Title Insurance for Land Acquisition (S.6606 May/A.7372 Thiele): This bill will authorize the New York State Attorney General’s Office to approve certain state land acquisitions made for the purposes of land conservation, and to accept a title insurance policy from a title company to insure the State against possible defects in the chain of title for the property acquired. Currently, there are substantial backlogs and delays in researching the chain of title to the property under consideration for acquisition. This bill would authorize the Attorney General’s Office to accept title insurance from a title insurance company that has already researched the chain of title for the property being acquired. Having this authority will accelerate the state’s process for conserving land. The acceleration of this process is particularly critical to meet the State’s goals as set forth in the State’s 30 by 30 law, as well as to meet the State’s goals in the Climate Action Plan and to expend the funds in the Environmental Bond Act for land acquisition.

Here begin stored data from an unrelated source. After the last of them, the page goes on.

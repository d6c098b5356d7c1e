//! Command execution context

use crate::store::MemoryStore;

/// Context provided to commands during execution
///
/// Gives commands access to the key space without tying them to the
/// server that owns it.
pub struct CommandContext {
    /// The memory store
    pub store: MemoryStore,
}

impl CommandContext {
    /// Create a context around an existing store
    pub fn new(store: MemoryStore) -> Self {
        CommandContext { store }
    }
}

impl Default for CommandContext {
    fn default() -> Self {
        Self::new(MemoryStore::new())
    }
}
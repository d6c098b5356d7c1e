//! Command execution module
//!
//! Provides a unified interface for all commands through the Command trait.
//! Each command family is implemented in a separate file for high cohesion.

mod context;
mod registry;

// Command implementations
mod key;
mod string;

pub use context::CommandContext;
pub use registry::CommandRegistry;

use crate::protocol::Response;
use bytes::Bytes;

/// Command execution trait
///
/// All commands implement this trait with a single execute method.
/// This provides loose coupling between command implementations and the dispatcher.
pub trait Command {
    /// Execute the command with the given context and arguments
    ///
    /// Arguments:
    /// - ctx: mutable reference to the command context (contains the store)
    /// - args: command arguments (excluding the command name itself),
    ///   already checked against `arity`
    fn execute(&self, ctx: &mut CommandContext, args: &[Bytes]) -> Response;

    /// Get the command name (for debugging/logging)
    fn name(&self) -> &'static str;

    /// Exact number of arguments after the command name
    fn arity(&self) -> usize;
}
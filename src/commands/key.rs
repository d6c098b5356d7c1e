//! Key commands (DEL)

use super::{Command, CommandContext};
use crate::protocol::Response;
use bytes::Bytes;

/// DEL command - Delete a key
///
/// Syntax: DEL key
///
/// Deleting a missing key is not an error.
pub struct DelCommand;

impl Command for DelCommand {
    fn execute(&self, ctx: &mut CommandContext, args: &[Bytes]) -> Response {
        ctx.store.delete(&args[0]);
        Response::ok_empty()
    }

    fn name(&self) -> &'static str {
        "DEL"
    }

    fn arity(&self) -> usize {
        1
    }
}
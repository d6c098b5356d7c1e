//! Entry structure for key-value pairs

use crate::hashtable::Hashed;
use bytes::Bytes;

/// Represents a single entry in the store
#[derive(Debug, Clone)]
pub struct Entry {
    /// The key
    pub key: Bytes,

    /// The value
    pub value: Bytes,

    /// Cached hash of the key
    hash_code: u64,
}

impl Entry {
    /// Create a new entry for an already-hashed key
    pub fn new(key: impl Into<Bytes>, value: impl Into<Bytes>, hash_code: u64) -> Self {
        Entry {
            key: key.into(),
            value: value.into(),
            hash_code,
        }
    }
}

impl Hashed for Entry {
    fn hash_code(&self) -> u64 {
        self.hash_code
    }
}
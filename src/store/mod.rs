//! In-memory storage module
//!
//! Maps byte-string keys to byte-string values on top of the hash index.
//! This module is independent of protocol and command handling (loose coupling).

mod entry;
mod memory;

pub use entry::Entry;
pub use memory::{MemoryStore, StoreStats};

On behalf of the Board of Directors of the Protect the Adirondacks, please let me express our gratitude for the opportunity to submit this budget testimony.


Peter Bauer
Executive Director

Click here to watch the environmental budget hearings.

[1] PROTECT’s report, “20% in 2023: An Assessment of the New York State 30 by 30 Act,” is available at Protect-the-Adirondacks-30-by-30-Report-web.pdf (protectadks.org).

[2]  “Carrying capacity” means the ability of natural resources to withstand and sustain human activity and the environmental impacts resulting from those activities. Information concerning the critical need for DEC to complete a carrying capacity study of the Saranac Lakes Complex can be found at Carrying Capacity study needed for the Saranac Chain of Lakes – Protect the Adirondacks! (protectadks.org).

[3] A description of the Timbuctoo Summer Climate and Careers Institute, a collaboration between SUNY College of Environmental Science and Forestry (ESF) and CUNY Medgar Evers College (MEC) in cooperation with other partners, is available at https://www.esf.edu/news/2023/esf_timbuctoo_institute.php.

[4] Available at Large Old Trees Grow Fastest, Storing More Carbon | U.S. Geological Survey (usgs.gov).